Oldham South Primary Care Network (PCN) is a network of 5 GP Practices within the Oldham Integrated Care System, serving a population of around 43,000 patients. This opportunity is for two or three Advanced Nurse Practitioners to cover the role, which could be taken up by three people covering 3 posts or 2 people covering all three roles.

Responsibilities
  • Develop and implement person-centred shared care plans for patients, in collaboration with patients and through shared care planning with different healthcare professionals.
  • Support continual process improvement for the programme, making iterations in partnership with the Integrated Neighbourhood Team and PCN team as appropriate.
  • Monitor and evaluate the quality and effectiveness of the PHM programme, using data and feedback to identify areas for improvement and innovation.
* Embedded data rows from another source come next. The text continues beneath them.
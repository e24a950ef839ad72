//! YOLO face detection over ONNX Runtime, followed by ByteTrack association.
//!
//! Preprocessing letterboxes each frame into the model's square input;
//! postprocessing maps boxes back to frame pixels and runs NMS before the
//! tracker sees them. Pose keypoints emitted by the model are ignored.
//!
//! The same type also serves as a stateless [`FaceDetector`] for enrolment
//! photos; detecting through that port leaves the track state untouched.

use std::path::Path;

use crate::detection::domain::face_detector::FaceDetector;
use crate::detection::domain::face_tracker::{Detection, FaceTracker};
use crate::shared::bounding_box::BoundingBox;
use crate::shared::frame::Frame;
use crate::shared::onnx_session;

use super::bytetrack_tracker::{ByteTracker, ScoredBox};

/// Fallback input resolution when the model's input shape is dynamic.
const DEFAULT_INPUT_SIZE: u32 = 640;

pub const DEFAULT_CONFIDENCE: f64 = 0.5;

const NMS_IOU_THRESH: f64 = 0.45;

/// Letterbox padding value (YOLO convention).
const PAD_VALUE: f32 = 114.0 / 255.0;

pub struct OnnxYoloFaceTracker {
    session: ort::session::Session,
    tracker: ByteTracker,
    confidence: f64,
    input_size: u32,
}

impl OnnxYoloFaceTracker {
    /// Loads the model and reads its square input size from the NCHW
    /// input shape.
    pub fn new(
        model_path: &Path,
        tracker: ByteTracker,
        confidence: f64,
    ) -> Result<Self, Box<dyn std::error::Error>> {
        let session = onnx_session::load(model_path, None)?;

        let input_size = session
            .inputs()
            .first()
            .and_then(|input| match input.dtype() {
                ort::value::ValueType::Tensor { shape, .. } if shape.len() >= 4 && shape[2] > 0 => {
                    Some(shape[2] as u32)
                }
                _ => None,
            })
            .unwrap_or(DEFAULT_INPUT_SIZE);
        log::debug!("YOLO face model input size: {input_size}");

        Ok(Self {
            session,
            tracker,
            confidence,
            input_size,
        })
    }

    fn detect_scored(&mut self, frame: &Frame) -> Result<Vec<ScoredBox>, Box<dyn std::error::Error>> {
        let mut letterboxed = letterbox(frame, self.input_size);
        let input = ort::value::Tensor::from_array(std::mem::take(&mut letterboxed.tensor))?;
        let outputs = self.session.run(ort::inputs![input])?;
        if outputs.len() == 0 {
            return Err("YOLO model produced no outputs".into());
        }
        let tensor = outputs[0].try_extract_array::<f32>()?;
        let shape = tensor.shape().to_vec();
        if shape.len() != 3 {
            return Err(format!("unexpected YOLO output shape: {shape:?}").into());
        }
        let data = tensor
            .as_standard_layout()
            .as_slice()
            .map(<[f32]>::to_vec)
            .ok_or("YOLO output is not contiguous")?;

        let rows = OutputRows::new(&data, shape[1], shape[2]);
        let boxes = (0..rows.count)
            .filter_map(|i| parse_row(&rows.row(i), self.confidence, &letterboxed))
            .collect();
        Ok(nms(boxes, NMS_IOU_THRESH))
    }
}

impl FaceTracker for OnnxYoloFaceTracker {
    fn track(&mut self, frame: &Frame) -> Result<Vec<Detection>, Box<dyn std::error::Error>> {
        if frame.is_empty() {
            return Ok(Vec::new());
        }
        let boxes = self.detect_scored(frame)?;
        Ok(self
            .tracker
            .update(&boxes)
            .into_iter()
            .map(|t| Detection {
                track_id: t.id,
                bbox: t.bbox,
            })
            .collect())
    }
}

impl FaceDetector for OnnxYoloFaceTracker {
    fn detect(&mut self, frame: &Frame) -> Result<Vec<BoundingBox>, Box<dyn std::error::Error>> {
        if frame.is_empty() {
            return Ok(Vec::new());
        }
        Ok(self.detect_scored(frame)?.into_iter().map(|b| b.bbox).collect())
    }
}

struct Letterboxed {
    tensor: ndarray::Array4<f32>,
    scale: f64,
    pad_x: u32,
    pad_y: u32,
}

/// Resizes `frame` into a `target` x `target` NCHW tensor, preserving
/// aspect ratio and padding the remainder.
fn letterbox(frame: &Frame, target: u32) -> Letterboxed {
    let fw = frame.width() as f64;
    let fh = frame.height() as f64;
    let scale = (target as f64 / fw).min(target as f64 / fh);
    let new_w = ((fw * scale).round() as u32).min(target);
    let new_h = ((fh * scale).round() as u32).min(target);
    let pad_x = (target - new_w) / 2;
    let pad_y = (target - new_h) / 2;

    let size = target as usize;
    let mut tensor = ndarray::Array4::<f32>::from_elem((1, 3, size, size), PAD_VALUE);
    let src = frame.as_ndarray();
    let src_h = frame.height() as usize;
    let src_w = frame.width() as usize;

    for y in 0..new_h as usize {
        let sy = ((y as f64 / scale) as usize).min(src_h - 1);
        for x in 0..new_w as usize {
            let sx = ((x as f64 / scale) as usize).min(src_w - 1);
            for c in 0..3 {
                tensor[[0, c, pad_y as usize + y, pad_x as usize + x]] =
                    src[[sy, sx, c]] as f32 / 255.0;
            }
        }
    }

    Letterboxed {
        tensor,
        scale,
        pad_x,
        pad_y,
    }
}

/// Row view over a `[1, A, B]` output that may be feature-major
/// (`[1, features, detections]`) or detection-major.
struct OutputRows<'a> {
    data: &'a [f32],
    count: usize,
    features: usize,
    transposed: bool,
}

impl<'a> OutputRows<'a> {
    fn new(data: &'a [f32], dim1: usize, dim2: usize) -> Self {
        let transposed = dim1 < dim2;
        let (count, features) = if transposed { (dim2, dim1) } else { (dim1, dim2) };
        Self {
            data,
            count,
            features,
            transposed,
        }
    }

    fn row(&self, i: usize) -> Vec<f32> {
        if self.transposed {
            (0..self.features)
                .map(|f| self.data[f * self.count + i])
                .collect()
        } else {
            self.data[i * self.features..(i + 1) * self.features].to_vec()
        }
    }
}

/// Row layout: `[cx, cy, w, h, conf, ...keypoints]` in letterbox pixels.
fn parse_row(row: &[f32], confidence: f64, lb: &Letterboxed) -> Option<ScoredBox> {
    if row.len() < 5 {
        return None;
    }
    let score = row[4] as f64;
    if score < confidence {
        return None;
    }
    let cx = (row[0] as f64 - lb.pad_x as f64) / lb.scale;
    let cy = (row[1] as f64 - lb.pad_y as f64) / lb.scale;
    let w = row[2] as f64 / lb.scale;
    let h = row[3] as f64 / lb.scale;
    Some(ScoredBox {
        bbox: BoundingBox::new(cx, cy, w, h),
        score,
    })
}

/// Greedy NMS, highest score first.
fn nms(mut boxes: Vec<ScoredBox>, iou_thresh: f64) -> Vec<ScoredBox> {
    boxes.sort_by(|a, b| b.score.total_cmp(&a.score));
    let mut keep: Vec<ScoredBox> = Vec::new();
    for candidate in boxes {
        if keep
            .iter()
            .all(|kept| kept.bbox.iou(&candidate.bbox) <= iou_thresh)
        {
            keep.push(candidate);
        }
    }
    keep
}

#[cfg(test)]
mod tests {
    use super::*;
    use approx::assert_relative_eq;
    use rstest::rstest;

    fn scored(x1: f64, y1: f64, x2: f64, y2: f64, score: f64) -> ScoredBox {
        ScoredBox {
            bbox: BoundingBox::from_corners([x1, y1, x2, y2]),
            score,
        }
    }

    #[rstest]
    #[case::wide(200, 100, 3.2, 0, 160)]
    #[case::square(100, 100, 6.4, 0, 0)]
    #[case::tall(100, 200, 3.2, 160, 0)]
    fn test_letterbox_geometry(
        #[case] w: u32,
        #[case] h: u32,
        #[case] scale: f64,
        #[case] pad_x: u32,
        #[case] pad_y: u32,
    ) {
        let frame = Frame::new(vec![128u8; (w * h * 3) as usize], w, h, 3, 0);
        let lb = letterbox(&frame, 640);
        assert_eq!(lb.tensor.shape(), &[1, 3, 640, 640]);
        assert_relative_eq!(lb.scale, scale, epsilon = 1e-6);
        assert_eq!((lb.pad_x, lb.pad_y), (pad_x, pad_y));
    }

    #[test]
    fn test_letterbox_normalizes_pixels_and_pads() {
        let frame = Frame::new(vec![255u8; 100 * 50 * 3], 100, 50, 3, 0);
        let lb = letterbox(&frame, 640);
        let inside = lb.tensor[[0, 0, lb.pad_y as usize + 1, 1]];
        assert_relative_eq!(inside, 1.0, epsilon = 1e-6);
        assert_relative_eq!(lb.tensor[[0, 0, 0, 0]], PAD_VALUE, epsilon = 1e-6);
    }

    #[test]
    fn test_parse_row_maps_back_to_frame_pixels() {
        let lb = Letterboxed {
            tensor: ndarray::Array4::zeros((1, 3, 1, 1)),
            scale: 2.0,
            pad_x: 0,
            pad_y: 100,
        };
        let row = [200.0, 300.0, 40.0, 60.0, 0.9, 1.0, 2.0, 0.9];
        let parsed = parse_row(&row, 0.5, &lb).unwrap();
        assert_relative_eq!(parsed.bbox.x, 100.0);
        assert_relative_eq!(parsed.bbox.y, 100.0);
        assert_relative_eq!(parsed.bbox.width, 20.0);
        assert_relative_eq!(parsed.bbox.height, 30.0);
    }

    #[test]
    fn test_parse_row_rejects_low_confidence_and_short_rows() {
        let lb = letterbox(&Frame::new(vec![0u8; 3], 1, 1, 3, 0), 4);
        assert!(parse_row(&[1.0, 1.0, 1.0, 1.0, 0.2], 0.5, &lb).is_none());
        assert!(parse_row(&[1.0, 1.0, 1.0], 0.5, &lb).is_none());
    }

    #[test]
    fn test_output_rows_handles_feature_major_layout() {
        // Two detections, five features, stored feature-major.
        let data = [1.0, 2.0, 3.0, 4.0, 5.0, 6.0, 7.0, 8.0, 9.0, 10.0];
        let rows = OutputRows::new(&data, 5, 2);
        assert_eq!(rows.count, 2);
        assert_eq!(rows.row(0), vec![1.0, 3.0, 5.0, 7.0, 9.0]);
        assert_eq!(rows.row(1), vec![2.0, 4.0, 6.0, 8.0, 10.0]);
    }

    #[test]
    fn test_nms_keeps_highest_of_overlapping() {
        let kept = nms(
            vec![
                scored(0.0, 0.0, 100.0, 100.0, 0.5),
                scored(2.0, 2.0, 102.0, 102.0, 0.9),
            ],
            0.3,
        );
        assert_eq!(kept.len(), 1);
        assert_relative_eq!(kept[0].score, 0.9);
    }

    #[test]
    fn test_nms_keeps_separate_faces() {
        let kept = nms(
            vec![
                scored(0.0, 0.0, 50.0, 50.0, 0.9),
                scored(200.0, 200.0, 250.0, 250.0, 0.8),
            ],
            0.3,
        );
        assert_eq!(kept.len(), 2);
        assert!(nms(Vec::new(), 0.3).is_empty());
    }
}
  • Provide education to staff, patients, and carers on topics related to frailty, ageing, and chronic conditions, as well as proactive management pathways.
  • Follow up with patients who do not wish to engage to ensure they are given an opportunity to enrol if they change their minds.
  • With the care-coordinator, help maintain a log recording the journey of each patient on the PHM programme, including the services they are referred to.
  • Provide expert advice to patients and their carers by undertaking Clinical Nursing Practice at an advanced level and using expert knowledge and clinical skills to deliver holistic care.
  • Communicate effectively with patients and carers, recognising the need for alternative methods of communication to overcome different levels of understanding, cultural background, and preferred ways of communicating.
  • Evaluate patients' response to healthcare provision and effectiveness of care.
  • Use technology and appropriate software, such as EMIS and the Manchester Shared Care Record, as an aid to management in planning, implementation, and monitoring of care, presenting and communicating information.